Exercise directions
Search the listing below, and show each line that includes the word "impl".

____ Exercise input

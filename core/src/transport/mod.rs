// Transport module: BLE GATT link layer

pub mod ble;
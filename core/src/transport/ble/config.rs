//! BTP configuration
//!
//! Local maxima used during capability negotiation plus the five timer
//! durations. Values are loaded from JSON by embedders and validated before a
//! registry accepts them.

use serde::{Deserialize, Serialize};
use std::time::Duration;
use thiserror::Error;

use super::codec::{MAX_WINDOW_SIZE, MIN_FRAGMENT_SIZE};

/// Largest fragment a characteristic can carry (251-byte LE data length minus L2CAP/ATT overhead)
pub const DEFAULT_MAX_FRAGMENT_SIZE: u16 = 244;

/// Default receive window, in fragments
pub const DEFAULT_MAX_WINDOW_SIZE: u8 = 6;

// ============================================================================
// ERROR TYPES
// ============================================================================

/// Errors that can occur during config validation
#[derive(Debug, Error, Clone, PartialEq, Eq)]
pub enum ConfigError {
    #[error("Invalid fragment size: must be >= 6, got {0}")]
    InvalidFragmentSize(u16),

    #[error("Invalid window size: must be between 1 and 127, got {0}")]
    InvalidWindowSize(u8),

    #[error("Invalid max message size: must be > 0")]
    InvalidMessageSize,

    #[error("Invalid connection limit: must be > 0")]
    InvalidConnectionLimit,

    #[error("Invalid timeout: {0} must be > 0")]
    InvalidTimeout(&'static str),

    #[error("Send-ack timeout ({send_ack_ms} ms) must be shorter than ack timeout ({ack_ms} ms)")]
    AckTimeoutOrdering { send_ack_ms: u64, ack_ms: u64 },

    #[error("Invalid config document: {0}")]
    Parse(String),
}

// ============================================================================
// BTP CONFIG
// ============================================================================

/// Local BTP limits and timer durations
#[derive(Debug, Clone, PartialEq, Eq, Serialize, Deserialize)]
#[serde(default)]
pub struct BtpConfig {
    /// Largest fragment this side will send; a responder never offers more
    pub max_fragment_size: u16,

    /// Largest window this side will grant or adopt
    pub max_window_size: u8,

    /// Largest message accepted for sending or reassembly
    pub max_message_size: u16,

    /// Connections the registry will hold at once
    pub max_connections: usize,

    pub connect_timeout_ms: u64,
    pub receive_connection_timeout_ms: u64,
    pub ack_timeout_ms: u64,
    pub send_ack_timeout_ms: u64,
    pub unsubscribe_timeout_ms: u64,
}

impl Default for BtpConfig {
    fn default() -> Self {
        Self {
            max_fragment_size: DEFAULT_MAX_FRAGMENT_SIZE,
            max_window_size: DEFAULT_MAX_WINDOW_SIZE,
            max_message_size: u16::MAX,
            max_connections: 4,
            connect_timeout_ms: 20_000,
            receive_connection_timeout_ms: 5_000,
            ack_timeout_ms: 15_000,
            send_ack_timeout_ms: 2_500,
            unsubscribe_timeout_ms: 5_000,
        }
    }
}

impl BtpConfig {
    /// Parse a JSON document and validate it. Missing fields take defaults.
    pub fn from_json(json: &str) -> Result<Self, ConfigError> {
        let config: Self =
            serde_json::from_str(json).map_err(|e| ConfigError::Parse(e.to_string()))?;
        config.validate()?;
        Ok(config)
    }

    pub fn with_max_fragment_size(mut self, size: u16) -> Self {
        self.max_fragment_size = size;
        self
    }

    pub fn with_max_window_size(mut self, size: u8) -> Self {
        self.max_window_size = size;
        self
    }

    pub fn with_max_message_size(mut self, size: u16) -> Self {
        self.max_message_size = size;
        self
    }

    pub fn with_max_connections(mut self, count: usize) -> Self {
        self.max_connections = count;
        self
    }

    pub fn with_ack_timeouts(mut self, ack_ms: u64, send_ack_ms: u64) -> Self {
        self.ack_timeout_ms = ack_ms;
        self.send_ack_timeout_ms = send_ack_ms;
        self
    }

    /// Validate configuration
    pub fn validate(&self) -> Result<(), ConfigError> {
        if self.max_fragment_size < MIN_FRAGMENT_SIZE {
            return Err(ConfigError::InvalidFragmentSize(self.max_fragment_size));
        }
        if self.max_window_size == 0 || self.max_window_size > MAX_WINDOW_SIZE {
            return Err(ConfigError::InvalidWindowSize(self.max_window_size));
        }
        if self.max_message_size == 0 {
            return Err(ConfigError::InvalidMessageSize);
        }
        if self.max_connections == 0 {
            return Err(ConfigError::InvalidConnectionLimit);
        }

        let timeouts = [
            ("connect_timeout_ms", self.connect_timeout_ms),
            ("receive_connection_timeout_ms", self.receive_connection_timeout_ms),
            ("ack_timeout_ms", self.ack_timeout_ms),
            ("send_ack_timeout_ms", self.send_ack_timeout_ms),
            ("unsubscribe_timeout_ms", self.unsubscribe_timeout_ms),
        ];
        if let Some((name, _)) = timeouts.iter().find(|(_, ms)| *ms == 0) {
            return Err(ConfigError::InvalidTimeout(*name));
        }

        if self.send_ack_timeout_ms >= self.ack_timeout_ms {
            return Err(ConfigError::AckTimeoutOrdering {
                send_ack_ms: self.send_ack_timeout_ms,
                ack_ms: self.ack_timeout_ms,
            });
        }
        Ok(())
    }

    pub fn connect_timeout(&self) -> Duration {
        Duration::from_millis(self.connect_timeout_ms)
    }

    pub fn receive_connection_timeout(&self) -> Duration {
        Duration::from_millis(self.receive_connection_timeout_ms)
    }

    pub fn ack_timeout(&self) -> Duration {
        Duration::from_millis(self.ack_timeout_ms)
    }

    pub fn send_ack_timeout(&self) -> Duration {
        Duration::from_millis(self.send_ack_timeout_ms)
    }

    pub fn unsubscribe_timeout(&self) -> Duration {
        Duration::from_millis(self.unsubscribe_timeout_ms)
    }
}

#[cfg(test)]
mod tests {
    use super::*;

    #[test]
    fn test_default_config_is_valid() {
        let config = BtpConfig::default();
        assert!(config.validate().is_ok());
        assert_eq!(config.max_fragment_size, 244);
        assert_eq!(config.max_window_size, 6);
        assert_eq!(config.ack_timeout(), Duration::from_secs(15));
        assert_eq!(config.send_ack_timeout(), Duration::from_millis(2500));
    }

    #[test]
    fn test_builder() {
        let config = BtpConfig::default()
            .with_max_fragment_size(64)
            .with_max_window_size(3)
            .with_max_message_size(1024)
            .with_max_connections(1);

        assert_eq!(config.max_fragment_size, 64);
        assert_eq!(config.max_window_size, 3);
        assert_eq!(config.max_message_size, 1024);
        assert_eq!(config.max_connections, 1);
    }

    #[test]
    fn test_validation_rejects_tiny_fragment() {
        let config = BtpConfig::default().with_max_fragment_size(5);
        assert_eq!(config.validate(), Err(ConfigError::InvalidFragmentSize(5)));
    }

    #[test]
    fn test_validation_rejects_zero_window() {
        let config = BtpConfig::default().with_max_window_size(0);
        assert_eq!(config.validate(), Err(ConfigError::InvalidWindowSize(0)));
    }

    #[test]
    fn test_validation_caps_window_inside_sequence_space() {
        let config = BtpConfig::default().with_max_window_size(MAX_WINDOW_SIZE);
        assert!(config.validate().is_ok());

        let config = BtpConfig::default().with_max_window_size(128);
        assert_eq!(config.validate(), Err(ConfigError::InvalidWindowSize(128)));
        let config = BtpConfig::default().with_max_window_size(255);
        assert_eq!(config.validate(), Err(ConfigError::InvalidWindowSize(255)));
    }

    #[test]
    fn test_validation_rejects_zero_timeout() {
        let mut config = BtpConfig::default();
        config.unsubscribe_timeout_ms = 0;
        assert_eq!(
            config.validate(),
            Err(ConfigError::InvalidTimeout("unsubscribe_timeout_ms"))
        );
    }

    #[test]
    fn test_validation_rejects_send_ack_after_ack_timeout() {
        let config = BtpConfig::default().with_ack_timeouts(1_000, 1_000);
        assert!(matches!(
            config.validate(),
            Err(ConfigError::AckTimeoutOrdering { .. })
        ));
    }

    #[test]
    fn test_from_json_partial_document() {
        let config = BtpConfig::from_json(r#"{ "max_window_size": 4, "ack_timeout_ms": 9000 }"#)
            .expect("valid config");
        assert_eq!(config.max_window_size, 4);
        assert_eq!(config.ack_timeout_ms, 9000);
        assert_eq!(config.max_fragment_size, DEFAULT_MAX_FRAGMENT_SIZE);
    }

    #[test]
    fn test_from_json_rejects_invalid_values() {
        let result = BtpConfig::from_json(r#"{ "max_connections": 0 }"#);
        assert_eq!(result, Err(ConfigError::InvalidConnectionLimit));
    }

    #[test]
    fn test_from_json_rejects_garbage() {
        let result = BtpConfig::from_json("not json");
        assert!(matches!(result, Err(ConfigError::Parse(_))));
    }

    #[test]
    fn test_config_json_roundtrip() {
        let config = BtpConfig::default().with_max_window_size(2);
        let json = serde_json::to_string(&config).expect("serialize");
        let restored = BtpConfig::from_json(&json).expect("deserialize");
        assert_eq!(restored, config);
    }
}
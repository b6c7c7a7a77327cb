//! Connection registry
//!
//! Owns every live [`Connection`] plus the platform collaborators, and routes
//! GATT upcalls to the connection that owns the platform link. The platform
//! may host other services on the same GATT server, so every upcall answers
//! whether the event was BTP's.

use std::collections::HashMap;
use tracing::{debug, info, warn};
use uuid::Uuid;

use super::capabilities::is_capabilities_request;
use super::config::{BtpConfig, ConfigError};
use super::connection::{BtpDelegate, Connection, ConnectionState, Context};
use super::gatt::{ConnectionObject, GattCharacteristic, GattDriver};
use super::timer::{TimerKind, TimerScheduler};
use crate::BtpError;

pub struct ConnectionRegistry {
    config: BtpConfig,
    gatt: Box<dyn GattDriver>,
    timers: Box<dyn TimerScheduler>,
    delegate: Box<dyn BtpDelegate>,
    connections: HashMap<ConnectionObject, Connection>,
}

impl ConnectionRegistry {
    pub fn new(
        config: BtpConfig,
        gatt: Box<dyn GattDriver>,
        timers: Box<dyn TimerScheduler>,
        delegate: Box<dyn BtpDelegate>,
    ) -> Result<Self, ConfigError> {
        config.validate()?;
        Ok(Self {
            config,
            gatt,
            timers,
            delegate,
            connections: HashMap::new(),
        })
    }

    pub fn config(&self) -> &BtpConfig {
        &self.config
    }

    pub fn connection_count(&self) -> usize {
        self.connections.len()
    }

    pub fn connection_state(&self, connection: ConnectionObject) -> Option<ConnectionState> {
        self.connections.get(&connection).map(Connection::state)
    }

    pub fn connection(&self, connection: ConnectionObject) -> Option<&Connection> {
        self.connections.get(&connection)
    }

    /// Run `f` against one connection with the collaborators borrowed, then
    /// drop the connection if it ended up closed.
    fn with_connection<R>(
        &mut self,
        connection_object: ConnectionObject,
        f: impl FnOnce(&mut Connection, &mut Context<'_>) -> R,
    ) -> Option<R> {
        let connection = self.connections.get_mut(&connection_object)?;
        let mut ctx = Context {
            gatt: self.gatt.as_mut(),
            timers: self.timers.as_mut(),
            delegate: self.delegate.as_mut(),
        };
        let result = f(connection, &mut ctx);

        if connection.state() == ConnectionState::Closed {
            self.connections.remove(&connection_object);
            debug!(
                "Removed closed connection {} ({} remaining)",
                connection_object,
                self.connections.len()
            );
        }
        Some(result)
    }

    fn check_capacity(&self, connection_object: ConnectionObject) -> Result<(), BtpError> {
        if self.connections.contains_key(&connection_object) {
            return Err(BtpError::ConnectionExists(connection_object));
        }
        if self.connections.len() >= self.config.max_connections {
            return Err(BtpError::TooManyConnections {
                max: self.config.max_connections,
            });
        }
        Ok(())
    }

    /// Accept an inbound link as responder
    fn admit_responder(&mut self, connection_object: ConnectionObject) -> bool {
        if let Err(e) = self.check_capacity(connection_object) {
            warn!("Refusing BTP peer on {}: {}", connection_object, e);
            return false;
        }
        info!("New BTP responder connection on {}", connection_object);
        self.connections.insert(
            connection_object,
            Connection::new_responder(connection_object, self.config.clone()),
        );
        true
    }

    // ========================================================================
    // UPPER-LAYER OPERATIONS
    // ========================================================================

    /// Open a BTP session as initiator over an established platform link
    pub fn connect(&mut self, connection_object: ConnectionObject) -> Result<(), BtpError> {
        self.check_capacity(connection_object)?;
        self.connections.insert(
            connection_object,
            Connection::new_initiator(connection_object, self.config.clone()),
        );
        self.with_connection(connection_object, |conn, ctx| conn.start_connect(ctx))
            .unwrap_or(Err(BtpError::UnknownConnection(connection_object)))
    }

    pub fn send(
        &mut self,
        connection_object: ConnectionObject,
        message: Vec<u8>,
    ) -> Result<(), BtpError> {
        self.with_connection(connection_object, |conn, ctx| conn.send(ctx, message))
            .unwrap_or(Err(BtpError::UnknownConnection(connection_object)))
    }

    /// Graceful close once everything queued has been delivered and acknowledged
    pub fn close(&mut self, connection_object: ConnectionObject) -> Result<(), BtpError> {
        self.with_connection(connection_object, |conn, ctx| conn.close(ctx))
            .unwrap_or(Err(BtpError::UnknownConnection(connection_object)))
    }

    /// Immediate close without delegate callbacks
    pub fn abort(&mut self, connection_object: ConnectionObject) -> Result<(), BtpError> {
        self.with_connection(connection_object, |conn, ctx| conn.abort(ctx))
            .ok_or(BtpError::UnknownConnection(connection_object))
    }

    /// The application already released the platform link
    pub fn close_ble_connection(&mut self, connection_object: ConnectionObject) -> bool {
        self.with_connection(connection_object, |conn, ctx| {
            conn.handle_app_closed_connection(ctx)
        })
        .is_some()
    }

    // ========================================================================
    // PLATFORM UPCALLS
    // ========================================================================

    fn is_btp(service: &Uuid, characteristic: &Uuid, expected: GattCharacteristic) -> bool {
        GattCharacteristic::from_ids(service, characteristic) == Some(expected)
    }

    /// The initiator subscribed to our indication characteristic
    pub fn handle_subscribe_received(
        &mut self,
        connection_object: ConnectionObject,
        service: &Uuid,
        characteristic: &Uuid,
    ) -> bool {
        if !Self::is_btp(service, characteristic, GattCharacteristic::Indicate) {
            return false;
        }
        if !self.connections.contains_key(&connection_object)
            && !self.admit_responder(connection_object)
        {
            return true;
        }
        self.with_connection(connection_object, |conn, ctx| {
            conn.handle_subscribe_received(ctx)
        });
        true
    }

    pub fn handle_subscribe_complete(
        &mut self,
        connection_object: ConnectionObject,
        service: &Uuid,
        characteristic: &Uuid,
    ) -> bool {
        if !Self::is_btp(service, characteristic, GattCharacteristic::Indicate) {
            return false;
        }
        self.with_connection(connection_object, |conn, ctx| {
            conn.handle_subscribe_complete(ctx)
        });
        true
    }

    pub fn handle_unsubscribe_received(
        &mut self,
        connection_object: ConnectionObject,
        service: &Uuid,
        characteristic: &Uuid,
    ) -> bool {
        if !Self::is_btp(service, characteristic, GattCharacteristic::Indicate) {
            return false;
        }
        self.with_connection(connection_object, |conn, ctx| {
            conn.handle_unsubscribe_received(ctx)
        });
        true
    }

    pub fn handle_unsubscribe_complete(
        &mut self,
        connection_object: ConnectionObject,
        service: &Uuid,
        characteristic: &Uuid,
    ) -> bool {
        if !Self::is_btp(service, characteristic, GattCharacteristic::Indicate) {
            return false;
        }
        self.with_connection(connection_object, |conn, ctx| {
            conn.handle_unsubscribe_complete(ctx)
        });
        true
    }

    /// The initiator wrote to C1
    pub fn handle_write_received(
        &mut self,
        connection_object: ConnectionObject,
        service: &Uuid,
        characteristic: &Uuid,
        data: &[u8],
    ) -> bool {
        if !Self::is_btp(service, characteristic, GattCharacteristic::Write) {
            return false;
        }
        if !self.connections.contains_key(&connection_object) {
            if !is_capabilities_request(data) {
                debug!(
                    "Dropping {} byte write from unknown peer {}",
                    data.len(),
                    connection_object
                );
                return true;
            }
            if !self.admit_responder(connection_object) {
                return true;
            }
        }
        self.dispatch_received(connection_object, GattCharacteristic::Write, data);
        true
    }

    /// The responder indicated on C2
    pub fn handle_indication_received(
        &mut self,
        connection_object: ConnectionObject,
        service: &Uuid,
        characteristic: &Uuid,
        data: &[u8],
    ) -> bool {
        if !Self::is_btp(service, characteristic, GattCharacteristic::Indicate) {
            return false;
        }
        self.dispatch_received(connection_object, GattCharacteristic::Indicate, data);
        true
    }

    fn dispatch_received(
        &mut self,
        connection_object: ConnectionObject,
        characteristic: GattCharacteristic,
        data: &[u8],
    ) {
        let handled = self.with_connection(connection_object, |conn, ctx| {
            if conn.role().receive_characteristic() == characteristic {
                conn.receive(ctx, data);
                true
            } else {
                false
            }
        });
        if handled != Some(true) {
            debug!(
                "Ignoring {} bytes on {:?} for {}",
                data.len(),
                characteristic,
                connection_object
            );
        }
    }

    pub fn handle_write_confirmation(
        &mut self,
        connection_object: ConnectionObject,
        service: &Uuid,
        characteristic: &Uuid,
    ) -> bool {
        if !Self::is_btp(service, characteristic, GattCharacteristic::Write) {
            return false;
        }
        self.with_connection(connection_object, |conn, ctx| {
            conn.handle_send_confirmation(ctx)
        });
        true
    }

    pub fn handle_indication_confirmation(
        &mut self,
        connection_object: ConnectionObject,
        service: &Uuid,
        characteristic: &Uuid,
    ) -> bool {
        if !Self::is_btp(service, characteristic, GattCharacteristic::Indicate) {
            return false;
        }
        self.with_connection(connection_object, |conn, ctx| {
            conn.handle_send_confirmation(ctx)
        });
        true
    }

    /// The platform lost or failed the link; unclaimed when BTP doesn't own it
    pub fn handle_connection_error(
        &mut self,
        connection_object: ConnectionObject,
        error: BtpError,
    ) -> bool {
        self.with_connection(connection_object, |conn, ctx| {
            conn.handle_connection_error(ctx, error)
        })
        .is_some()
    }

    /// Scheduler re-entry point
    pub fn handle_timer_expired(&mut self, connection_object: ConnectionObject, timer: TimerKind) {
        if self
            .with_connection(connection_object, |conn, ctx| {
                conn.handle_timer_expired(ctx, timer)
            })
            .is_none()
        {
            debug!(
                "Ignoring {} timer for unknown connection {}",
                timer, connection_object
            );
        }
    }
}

________

Solution to this exercise
impl Default for BtpConfig {
impl BtpConfig {
impl ConnectionRegistry {
        f: impl FnOnce(&mut Connection, &mut Context<'_>) -> R,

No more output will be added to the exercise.